**Problem statement**
Please return only the lines from the one holding "let len_after_first = pool.len();" through the one holding "let mut addresses: Vec<usize>", exactly as they appear in the records below, both ends included.

**Task material**
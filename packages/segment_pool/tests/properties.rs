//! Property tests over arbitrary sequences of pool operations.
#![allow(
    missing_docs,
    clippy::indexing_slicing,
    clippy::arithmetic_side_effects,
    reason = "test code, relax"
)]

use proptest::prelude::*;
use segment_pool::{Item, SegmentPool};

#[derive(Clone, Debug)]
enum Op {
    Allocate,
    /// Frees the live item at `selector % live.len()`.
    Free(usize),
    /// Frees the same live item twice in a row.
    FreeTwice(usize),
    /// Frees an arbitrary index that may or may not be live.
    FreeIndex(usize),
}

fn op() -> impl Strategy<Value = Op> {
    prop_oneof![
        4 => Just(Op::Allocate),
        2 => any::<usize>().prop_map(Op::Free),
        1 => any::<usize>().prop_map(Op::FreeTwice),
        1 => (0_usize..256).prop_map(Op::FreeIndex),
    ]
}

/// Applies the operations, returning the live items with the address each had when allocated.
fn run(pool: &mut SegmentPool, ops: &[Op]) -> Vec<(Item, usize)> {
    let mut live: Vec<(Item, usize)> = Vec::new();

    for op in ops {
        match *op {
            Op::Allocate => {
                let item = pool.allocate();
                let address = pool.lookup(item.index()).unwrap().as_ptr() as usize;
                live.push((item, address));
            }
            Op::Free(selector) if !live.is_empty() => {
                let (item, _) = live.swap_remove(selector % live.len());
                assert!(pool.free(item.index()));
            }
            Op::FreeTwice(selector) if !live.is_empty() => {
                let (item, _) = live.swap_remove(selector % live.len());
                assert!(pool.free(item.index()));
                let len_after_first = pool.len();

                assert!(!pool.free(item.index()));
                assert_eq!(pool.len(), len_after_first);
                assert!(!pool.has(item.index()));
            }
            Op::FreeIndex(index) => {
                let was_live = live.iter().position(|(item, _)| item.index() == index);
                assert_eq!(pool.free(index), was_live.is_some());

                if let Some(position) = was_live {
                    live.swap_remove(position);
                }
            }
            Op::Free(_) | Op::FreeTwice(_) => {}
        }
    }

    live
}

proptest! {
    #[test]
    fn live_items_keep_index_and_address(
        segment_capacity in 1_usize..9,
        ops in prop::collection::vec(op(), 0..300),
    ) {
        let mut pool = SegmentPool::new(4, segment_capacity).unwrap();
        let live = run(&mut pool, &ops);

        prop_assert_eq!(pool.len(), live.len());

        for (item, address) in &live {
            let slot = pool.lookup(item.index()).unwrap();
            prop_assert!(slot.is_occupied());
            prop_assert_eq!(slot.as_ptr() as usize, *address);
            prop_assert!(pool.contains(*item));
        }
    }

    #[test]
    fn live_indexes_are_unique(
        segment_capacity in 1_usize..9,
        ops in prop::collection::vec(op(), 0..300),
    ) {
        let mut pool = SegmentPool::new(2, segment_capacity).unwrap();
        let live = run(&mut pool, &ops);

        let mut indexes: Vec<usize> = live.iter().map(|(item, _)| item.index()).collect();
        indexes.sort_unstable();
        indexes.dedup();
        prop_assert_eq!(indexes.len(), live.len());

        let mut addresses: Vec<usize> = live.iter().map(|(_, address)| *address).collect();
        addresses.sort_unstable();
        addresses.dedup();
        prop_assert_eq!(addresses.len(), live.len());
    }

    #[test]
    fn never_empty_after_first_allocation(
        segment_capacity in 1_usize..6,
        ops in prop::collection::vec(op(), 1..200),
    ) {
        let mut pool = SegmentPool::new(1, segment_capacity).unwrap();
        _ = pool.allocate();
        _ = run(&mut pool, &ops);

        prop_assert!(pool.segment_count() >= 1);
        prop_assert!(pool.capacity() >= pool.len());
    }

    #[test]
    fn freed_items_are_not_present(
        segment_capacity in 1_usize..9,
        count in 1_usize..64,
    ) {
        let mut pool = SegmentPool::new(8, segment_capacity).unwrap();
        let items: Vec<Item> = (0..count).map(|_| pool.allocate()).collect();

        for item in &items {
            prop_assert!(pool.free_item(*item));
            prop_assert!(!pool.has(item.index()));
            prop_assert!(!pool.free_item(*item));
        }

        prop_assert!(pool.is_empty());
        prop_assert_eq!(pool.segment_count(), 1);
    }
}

**Solution to this exercise**
                let len_after_first = pool.len();

                assert!(!pool.free(item.index()));
                assert_eq!(pool.len(), len_after_first);
                assert!(!pool.has(item.index()));
            }
            Op::FreeIndex(index) => {
                let was_live = live.iter().position(|(item, _)| item.index() == index);
                assert_eq!(pool.free(index), was_live.is_some());

                if let Some(position) = was_live {
                    live.swap_remove(position);
                }
            }
            Op::Free(_) | Op::FreeTwice(_) => {}
        }
    }

    live
}

proptest! {
    #[test]
    fn live_items_keep_index_and_address(
        segment_capacity in 1_usize..9,
        ops in prop::collection::vec(op(), 0..300),
    ) {
        let mut pool = SegmentPool::new(4, segment_capacity).unwrap();
        let live = run(&mut pool, &ops);

        prop_assert_eq!(pool.len(), live.len());

        for (item, address) in &live {
            let slot = pool.lookup(item.index()).unwrap();
            prop_assert!(slot.is_occupied());
            prop_assert_eq!(slot.as_ptr() as usize, *address);
            prop_assert!(pool.contains(*item));
        }
    }

    #[test]
    fn live_indexes_are_unique(
        segment_capacity in 1_usize..9,
        ops in prop::collection::vec(op(), 0..300),
    ) {
        let mut pool = SegmentPool::new(2, segment_capacity).unwrap();
        let live = run(&mut pool, &ops);

        let mut indexes: Vec<usize> = live.iter().map(|(item, _)| item.index()).collect();
        indexes.sort_unstable();
        indexes.dedup();
        prop_assert_eq!(indexes.len(), live.len());

        let mut addresses: Vec<usize> = live.iter().map(|(_, address)| *address).collect();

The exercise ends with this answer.